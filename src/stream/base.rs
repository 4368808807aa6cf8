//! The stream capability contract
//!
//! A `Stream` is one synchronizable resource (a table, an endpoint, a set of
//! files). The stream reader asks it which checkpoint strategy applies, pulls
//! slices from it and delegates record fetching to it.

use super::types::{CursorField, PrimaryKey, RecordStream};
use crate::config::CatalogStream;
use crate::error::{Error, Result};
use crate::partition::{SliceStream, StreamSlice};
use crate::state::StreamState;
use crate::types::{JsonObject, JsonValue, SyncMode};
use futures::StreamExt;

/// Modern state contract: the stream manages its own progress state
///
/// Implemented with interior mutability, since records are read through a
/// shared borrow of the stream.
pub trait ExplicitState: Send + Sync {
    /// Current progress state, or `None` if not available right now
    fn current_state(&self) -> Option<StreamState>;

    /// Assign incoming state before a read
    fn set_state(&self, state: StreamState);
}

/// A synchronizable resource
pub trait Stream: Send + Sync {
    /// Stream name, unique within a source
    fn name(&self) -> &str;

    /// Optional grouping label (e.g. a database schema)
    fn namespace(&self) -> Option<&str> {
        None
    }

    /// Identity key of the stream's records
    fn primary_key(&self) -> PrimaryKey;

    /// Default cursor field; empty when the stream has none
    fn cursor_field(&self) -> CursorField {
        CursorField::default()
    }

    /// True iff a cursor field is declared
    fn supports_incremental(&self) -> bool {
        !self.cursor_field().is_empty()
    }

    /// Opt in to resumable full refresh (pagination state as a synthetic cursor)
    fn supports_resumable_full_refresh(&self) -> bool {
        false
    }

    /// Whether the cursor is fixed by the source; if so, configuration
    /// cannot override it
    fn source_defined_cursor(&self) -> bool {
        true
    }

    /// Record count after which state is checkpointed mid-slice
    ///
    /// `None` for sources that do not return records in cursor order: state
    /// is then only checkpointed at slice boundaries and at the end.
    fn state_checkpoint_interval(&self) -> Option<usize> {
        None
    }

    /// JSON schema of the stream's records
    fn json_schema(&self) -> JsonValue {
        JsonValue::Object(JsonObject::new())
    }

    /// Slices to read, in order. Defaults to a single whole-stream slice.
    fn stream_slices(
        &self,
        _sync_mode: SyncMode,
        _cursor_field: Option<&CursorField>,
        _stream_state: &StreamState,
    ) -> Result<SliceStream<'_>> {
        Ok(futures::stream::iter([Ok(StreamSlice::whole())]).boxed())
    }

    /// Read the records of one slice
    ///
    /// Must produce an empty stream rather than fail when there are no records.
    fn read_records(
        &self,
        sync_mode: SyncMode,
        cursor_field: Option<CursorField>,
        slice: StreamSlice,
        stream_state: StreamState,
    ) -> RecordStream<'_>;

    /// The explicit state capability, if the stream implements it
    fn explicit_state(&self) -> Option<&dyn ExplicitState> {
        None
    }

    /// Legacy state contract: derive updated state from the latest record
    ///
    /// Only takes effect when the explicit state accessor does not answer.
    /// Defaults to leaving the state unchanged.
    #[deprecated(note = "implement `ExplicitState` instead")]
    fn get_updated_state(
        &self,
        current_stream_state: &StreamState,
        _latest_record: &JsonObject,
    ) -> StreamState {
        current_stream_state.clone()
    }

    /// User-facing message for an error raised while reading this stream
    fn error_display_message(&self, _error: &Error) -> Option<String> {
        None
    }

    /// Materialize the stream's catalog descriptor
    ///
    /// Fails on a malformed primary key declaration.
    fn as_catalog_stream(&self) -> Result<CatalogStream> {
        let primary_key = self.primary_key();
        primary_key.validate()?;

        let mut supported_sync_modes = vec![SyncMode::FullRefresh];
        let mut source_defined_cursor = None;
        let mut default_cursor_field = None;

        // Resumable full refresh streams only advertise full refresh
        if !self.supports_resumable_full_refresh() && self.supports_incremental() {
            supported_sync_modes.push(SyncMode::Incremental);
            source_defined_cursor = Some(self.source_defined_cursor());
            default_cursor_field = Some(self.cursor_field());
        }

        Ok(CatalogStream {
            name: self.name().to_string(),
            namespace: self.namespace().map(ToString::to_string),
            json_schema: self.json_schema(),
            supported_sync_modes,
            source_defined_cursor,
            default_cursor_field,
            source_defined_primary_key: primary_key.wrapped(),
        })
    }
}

^^^^^^^^

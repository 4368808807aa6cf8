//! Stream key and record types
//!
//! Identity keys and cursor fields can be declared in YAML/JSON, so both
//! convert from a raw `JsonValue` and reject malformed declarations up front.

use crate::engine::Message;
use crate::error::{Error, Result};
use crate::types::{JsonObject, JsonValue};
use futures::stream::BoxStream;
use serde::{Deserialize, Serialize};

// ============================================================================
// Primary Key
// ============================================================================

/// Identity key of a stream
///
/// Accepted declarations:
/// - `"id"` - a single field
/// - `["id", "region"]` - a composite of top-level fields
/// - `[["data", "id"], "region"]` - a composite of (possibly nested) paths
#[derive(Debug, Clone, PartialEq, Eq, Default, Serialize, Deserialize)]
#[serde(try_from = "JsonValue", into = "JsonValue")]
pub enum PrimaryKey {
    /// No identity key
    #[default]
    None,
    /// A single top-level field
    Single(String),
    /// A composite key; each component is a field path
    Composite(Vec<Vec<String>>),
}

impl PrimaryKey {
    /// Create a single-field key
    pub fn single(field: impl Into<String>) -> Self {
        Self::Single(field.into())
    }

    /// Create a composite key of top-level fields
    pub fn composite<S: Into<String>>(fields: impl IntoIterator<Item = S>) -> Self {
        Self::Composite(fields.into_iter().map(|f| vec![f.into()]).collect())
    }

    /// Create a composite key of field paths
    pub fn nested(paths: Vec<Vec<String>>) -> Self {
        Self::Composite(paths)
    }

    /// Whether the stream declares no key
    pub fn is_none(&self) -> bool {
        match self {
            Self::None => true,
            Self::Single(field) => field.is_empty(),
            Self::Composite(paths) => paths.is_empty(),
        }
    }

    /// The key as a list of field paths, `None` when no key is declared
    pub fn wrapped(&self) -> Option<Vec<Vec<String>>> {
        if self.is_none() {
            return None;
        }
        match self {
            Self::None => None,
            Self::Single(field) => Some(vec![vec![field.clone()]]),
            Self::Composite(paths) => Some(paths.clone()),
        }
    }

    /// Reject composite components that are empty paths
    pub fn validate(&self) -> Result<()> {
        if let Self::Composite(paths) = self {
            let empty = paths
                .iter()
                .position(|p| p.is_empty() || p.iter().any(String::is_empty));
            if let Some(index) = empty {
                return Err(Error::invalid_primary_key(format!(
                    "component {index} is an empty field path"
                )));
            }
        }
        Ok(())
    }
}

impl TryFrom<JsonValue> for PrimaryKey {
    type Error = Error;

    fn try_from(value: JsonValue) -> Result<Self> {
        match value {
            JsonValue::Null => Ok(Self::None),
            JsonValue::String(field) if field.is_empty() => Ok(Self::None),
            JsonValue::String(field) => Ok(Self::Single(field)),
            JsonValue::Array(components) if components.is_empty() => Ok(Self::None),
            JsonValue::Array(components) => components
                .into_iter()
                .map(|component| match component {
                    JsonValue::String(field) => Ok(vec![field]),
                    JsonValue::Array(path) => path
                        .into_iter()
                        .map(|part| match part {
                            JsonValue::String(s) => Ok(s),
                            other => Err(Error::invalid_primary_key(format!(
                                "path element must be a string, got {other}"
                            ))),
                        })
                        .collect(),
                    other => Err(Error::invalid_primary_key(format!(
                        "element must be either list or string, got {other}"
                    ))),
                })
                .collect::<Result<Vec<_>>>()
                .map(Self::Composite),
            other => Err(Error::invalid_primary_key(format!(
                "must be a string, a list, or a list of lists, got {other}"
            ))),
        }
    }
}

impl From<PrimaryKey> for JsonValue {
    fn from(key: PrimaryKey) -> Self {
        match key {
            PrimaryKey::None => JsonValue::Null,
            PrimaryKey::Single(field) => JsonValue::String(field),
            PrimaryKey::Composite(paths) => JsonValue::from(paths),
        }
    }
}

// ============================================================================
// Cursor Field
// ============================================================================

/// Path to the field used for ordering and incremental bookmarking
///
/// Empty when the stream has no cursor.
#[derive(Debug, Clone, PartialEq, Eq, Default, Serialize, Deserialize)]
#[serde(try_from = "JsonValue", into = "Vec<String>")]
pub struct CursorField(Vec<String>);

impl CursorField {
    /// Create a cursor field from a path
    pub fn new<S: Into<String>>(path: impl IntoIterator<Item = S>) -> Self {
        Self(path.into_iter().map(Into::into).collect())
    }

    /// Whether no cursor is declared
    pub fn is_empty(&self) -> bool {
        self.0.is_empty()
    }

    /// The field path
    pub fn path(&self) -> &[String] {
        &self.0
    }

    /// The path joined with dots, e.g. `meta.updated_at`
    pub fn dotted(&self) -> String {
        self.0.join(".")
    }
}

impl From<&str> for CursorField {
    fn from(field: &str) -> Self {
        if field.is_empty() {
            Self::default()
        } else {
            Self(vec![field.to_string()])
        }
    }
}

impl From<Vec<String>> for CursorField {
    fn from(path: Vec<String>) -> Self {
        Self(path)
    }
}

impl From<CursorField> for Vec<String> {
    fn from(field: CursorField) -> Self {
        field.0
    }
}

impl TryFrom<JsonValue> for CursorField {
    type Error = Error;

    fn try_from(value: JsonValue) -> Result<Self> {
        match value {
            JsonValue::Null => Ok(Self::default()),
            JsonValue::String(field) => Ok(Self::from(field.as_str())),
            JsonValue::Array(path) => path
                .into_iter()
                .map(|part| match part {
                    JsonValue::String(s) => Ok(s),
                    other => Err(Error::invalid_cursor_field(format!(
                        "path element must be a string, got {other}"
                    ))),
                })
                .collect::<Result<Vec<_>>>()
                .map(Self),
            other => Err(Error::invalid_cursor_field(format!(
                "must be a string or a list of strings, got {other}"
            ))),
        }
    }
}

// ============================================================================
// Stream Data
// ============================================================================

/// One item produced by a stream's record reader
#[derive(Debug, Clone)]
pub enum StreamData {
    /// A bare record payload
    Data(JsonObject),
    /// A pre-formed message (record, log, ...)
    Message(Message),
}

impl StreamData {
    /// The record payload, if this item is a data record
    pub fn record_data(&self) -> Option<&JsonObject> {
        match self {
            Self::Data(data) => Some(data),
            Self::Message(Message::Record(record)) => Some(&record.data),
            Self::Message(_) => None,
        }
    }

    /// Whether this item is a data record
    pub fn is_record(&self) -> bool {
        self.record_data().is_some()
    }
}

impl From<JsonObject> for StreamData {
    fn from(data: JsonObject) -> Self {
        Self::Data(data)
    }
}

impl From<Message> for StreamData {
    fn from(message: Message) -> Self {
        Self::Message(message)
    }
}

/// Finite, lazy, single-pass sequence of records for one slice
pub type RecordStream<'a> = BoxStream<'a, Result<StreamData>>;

^^^^^^^^

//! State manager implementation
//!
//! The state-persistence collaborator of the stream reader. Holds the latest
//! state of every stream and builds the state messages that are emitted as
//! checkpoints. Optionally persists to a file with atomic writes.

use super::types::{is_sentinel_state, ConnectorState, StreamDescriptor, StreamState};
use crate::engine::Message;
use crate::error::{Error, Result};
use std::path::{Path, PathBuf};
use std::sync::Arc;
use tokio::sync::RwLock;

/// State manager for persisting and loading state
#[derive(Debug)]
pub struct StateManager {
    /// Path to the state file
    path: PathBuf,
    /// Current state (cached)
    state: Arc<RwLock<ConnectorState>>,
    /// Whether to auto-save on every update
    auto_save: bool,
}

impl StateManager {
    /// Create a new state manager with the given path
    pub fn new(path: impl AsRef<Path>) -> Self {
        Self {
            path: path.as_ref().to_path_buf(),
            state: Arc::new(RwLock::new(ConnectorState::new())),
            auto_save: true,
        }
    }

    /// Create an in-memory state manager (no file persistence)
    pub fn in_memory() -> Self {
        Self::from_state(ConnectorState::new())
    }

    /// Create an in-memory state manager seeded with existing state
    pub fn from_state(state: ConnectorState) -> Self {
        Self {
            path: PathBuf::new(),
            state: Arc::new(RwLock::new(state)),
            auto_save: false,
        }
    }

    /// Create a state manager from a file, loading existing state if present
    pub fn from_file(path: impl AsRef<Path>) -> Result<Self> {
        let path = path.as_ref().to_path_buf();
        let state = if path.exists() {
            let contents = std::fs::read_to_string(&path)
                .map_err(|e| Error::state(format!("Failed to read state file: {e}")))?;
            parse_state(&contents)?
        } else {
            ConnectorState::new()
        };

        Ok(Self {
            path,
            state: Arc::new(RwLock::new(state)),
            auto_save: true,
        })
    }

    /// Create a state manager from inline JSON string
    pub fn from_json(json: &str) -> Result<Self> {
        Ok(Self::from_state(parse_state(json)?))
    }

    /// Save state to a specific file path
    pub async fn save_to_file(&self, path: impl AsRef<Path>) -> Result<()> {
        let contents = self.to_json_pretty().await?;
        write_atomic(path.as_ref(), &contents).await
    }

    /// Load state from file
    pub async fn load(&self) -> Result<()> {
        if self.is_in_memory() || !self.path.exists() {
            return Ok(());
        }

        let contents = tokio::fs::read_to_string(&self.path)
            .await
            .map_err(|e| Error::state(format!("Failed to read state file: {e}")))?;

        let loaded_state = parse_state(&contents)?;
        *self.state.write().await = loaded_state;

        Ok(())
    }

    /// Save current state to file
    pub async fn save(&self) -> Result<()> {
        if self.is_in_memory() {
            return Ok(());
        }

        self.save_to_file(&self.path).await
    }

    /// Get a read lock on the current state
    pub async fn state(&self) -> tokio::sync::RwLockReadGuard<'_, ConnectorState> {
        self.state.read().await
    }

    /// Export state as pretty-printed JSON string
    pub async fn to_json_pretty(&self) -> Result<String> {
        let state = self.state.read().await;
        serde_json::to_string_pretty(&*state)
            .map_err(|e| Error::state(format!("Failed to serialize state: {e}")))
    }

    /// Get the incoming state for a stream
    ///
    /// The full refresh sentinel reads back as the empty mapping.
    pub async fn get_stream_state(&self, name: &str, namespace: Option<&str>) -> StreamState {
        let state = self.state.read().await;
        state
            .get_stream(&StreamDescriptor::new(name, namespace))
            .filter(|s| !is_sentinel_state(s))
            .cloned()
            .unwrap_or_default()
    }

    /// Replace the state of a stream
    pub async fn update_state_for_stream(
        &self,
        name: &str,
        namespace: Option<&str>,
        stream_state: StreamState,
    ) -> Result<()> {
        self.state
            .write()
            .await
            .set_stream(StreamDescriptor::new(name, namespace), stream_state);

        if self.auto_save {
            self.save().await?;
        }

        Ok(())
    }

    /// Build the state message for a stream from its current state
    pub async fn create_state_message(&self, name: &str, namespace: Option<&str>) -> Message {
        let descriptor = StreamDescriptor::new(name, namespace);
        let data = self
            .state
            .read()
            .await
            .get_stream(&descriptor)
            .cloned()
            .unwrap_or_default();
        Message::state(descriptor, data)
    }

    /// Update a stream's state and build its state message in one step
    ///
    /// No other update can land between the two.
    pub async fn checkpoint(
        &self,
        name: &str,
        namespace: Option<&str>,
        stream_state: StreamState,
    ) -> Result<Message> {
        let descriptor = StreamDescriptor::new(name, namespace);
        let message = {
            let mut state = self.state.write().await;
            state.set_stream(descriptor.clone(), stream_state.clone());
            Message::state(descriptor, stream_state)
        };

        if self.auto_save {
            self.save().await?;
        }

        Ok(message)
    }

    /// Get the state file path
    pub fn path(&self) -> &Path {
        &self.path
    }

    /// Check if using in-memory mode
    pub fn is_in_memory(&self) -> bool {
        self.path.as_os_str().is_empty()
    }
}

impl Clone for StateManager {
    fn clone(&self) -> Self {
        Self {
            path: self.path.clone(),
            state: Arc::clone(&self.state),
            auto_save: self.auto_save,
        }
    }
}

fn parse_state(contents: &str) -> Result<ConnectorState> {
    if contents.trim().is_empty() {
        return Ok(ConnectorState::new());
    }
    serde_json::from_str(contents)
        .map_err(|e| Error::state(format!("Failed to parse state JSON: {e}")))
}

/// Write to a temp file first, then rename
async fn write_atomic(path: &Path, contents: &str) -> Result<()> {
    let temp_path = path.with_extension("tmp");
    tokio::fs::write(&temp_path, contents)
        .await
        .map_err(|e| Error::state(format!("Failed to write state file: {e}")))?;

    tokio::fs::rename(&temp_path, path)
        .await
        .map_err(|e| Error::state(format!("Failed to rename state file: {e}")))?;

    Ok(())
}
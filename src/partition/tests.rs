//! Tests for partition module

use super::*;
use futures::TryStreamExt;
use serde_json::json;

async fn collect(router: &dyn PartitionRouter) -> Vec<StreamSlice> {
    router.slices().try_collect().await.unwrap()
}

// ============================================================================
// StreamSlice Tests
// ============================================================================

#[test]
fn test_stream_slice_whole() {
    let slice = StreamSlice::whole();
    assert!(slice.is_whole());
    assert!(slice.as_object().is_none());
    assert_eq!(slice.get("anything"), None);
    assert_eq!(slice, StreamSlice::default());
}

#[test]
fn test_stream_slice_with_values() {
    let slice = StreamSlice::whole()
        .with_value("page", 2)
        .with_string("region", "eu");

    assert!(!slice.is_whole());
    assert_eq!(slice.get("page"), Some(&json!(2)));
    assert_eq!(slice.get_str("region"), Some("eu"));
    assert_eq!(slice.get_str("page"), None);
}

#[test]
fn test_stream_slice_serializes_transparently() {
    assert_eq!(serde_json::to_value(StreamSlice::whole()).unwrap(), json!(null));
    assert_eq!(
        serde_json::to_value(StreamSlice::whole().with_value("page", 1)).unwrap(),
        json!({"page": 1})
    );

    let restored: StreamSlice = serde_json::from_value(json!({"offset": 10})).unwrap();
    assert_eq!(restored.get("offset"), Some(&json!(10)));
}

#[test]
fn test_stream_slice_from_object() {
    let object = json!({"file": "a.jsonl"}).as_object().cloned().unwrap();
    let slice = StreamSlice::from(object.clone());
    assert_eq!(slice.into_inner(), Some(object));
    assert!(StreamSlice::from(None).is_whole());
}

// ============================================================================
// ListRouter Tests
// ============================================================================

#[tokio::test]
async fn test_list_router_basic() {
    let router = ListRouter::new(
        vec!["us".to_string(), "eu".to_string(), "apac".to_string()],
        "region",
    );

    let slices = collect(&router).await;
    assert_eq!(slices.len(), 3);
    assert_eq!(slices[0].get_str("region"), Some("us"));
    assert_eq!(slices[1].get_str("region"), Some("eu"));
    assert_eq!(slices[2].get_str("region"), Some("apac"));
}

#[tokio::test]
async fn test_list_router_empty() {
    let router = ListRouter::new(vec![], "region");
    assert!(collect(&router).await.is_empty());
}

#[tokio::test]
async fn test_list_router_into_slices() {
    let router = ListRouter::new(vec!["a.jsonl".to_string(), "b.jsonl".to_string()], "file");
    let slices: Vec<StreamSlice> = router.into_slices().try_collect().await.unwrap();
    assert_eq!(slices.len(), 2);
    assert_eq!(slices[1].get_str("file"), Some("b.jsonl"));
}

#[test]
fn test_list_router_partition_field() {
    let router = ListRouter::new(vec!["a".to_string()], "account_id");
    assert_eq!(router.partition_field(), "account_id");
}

^^^^^^^^

§ **Requirement**: Show all lines above holding "level".

§ **Problem solution**:
/// - `["id", "region"]` - a composite of top-level fields
    /// A single top-level field
    /// Create a composite key of top-level fields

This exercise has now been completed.